By the time homicide Det. Dennis Kilcoyne met with Diane Webb last fall to discuss the maddening search for a serial killer who has stalked South L.A. for decades, he was wide open to suggestions. Despite more than a year of chasing leads, Kilcoyne and his team of detectives were no closer to catching the man suspected of sexually assaulting and murdering at least 10 young black women.
Webb, who heads a Los Angeles Police Department unit responsible for tracking the whereabouts of sex offenders, suggested a new tack: Though most of the roughly 5,200 sex offenders registered in Los Angeles comply with a requirement to submit DNA samples to authorities for input into state databases, many have slipped through the cracks. The officers in Webb's group fanned out across the city to track down men who possibly fit the killer's profile and to collect DNA samples for comparison to evidence left behind by the killer.
The plan worked.
Just not in the way Kilcoyne had intended.
In late March, the California Department of Justice's DNA laboratory jolted LAPD detectives with news that the saliva collected from 72-year-old John Floyd Thomas Jr., one of the sex offenders contacted by Webb's officers, matched genetic evidence found at the crime scenes of two Los Angeles women raped and killed in the 1970s. Soon after, Thomas was tied by DNA to three more slayings. Details from those cases matched dozens of other unsolved murders and rapes. The women, however, had been older and white, not black and young.
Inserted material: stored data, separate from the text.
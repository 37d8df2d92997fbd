//! TLS client setup for the network timing probe
//!
//! The probe accepts any server certificate: only timing is measured, and
//! self-signed or expired certificates must not hide a slow server.
//! Handshake signatures are still checked against the negotiated key.

use std::net::IpAddr;
use std::sync::Arc;

use anyhow::{Context, Result};
use tokio_rustls::TlsConnector;
use tokio_rustls::rustls::client::danger::{
    HandshakeSignatureValid, ServerCertVerified, ServerCertVerifier,
};
use tokio_rustls::rustls::crypto::{self, CryptoProvider};
use tokio_rustls::rustls::pki_types::{CertificateDer, ServerName, UnixTime};
use tokio_rustls::rustls::{self, ClientConfig, DigitallySignedStruct, SignatureScheme};
use url::Host;

/// Certificate verifier that trusts every chain
#[derive(Debug)]
struct AcceptAnyCert(Arc<CryptoProvider>);

impl ServerCertVerifier for AcceptAnyCert {
    fn verify_server_cert(
        &self,
        _end_entity: &CertificateDer<'_>,
        _intermediates: &[CertificateDer<'_>],
        _server_name: &ServerName<'_>,
        _ocsp_response: &[u8],
        _now: UnixTime,
    ) -> Result<ServerCertVerified, rustls::Error> {
        Ok(ServerCertVerified::assertion())
    }

    fn verify_tls12_signature(
        &self,
        message: &[u8],
        cert: &CertificateDer<'_>,
        dss: &DigitallySignedStruct,
    ) -> Result<HandshakeSignatureValid, rustls::Error> {
        crypto::verify_tls12_signature(
            message,
            cert,
            dss,
            &self.0.signature_verification_algorithms,
        )
    }

    fn verify_tls13_signature(
        &self,
        message: &[u8],
        cert: &CertificateDer<'_>,
        dss: &DigitallySignedStruct,
    ) -> Result<HandshakeSignatureValid, rustls::Error> {
        crypto::verify_tls13_signature(
            message,
            cert,
            dss,
            &self.0.signature_verification_algorithms,
        )
    }

    fn supported_verify_schemes(&self) -> Vec<SignatureScheme> {
        self.0.signature_verification_algorithms.supported_schemes()
    }
}

/// Build a connector that speaks HTTP/1.1 over TLS and skips certificate checks
pub(crate) fn insecure_connector() -> Result<TlsConnector> {
    let provider = Arc::new(crypto::ring::default_provider());

    let mut config = ClientConfig::builder_with_provider(provider.clone())
        .with_safe_default_protocol_versions()
        .context("Failed to select TLS protocol versions")?
        .dangerous()
        .with_custom_certificate_verifier(Arc::new(AcceptAnyCert(provider)))
        .with_no_client_auth();
    config.alpn_protocols = vec![b"http/1.1".to_vec()];

    Ok(TlsConnector::from(Arc::new(config)))
}

/// Server name sent in the TLS ClientHello for `host`
pub(crate) fn server_name(host: &Host<&str>) -> Result<ServerName<'static>> {
    match host {
        Host::Domain(domain) => ServerName::try_from(*domain)
            .map(|name| name.to_owned())
            .with_context(|| format!("Invalid TLS server name: {domain}")),
        Host::Ipv4(ip) => Ok(ServerName::IpAddress(IpAddr::V4(*ip).into())),
        Host::Ipv6(ip) => Ok(ServerName::IpAddress(IpAddr::V6(*ip).into())),
    }
}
And Thomas' DNA didn't match the man Kilcoyne was hunting.
In looking for one serial killer, the LAPD believes it has stumbled upon another.
The capture of Thomas was one of the biggest by California law enforcement in recent years. Police suspect he is the "Westside Rapist" -- the man who late at night terrorized upscale neighborhoods on the city's Westside in the 1970s, breaking silently into the homes of women who lived alone and raping and strangling them. The violence stopped when Thomas was sent to prison for a rape and started again in Claremont a decade later, shortly after Thomas was released and moved to the area, according to police. At the time of his release, authorities did not keep DNA databases.
Thomas is scheduled to be arraigned in August on two murder charges. LAPD Det. Richard Bengston, who is handling the case with his partner, acknowledged in an interview that DNA evidence from several of Thomas' other suspected crime scenes is not as definitive, but said he expects the LAPD and the L.A. County Sheriff's Department to file additional murder charges.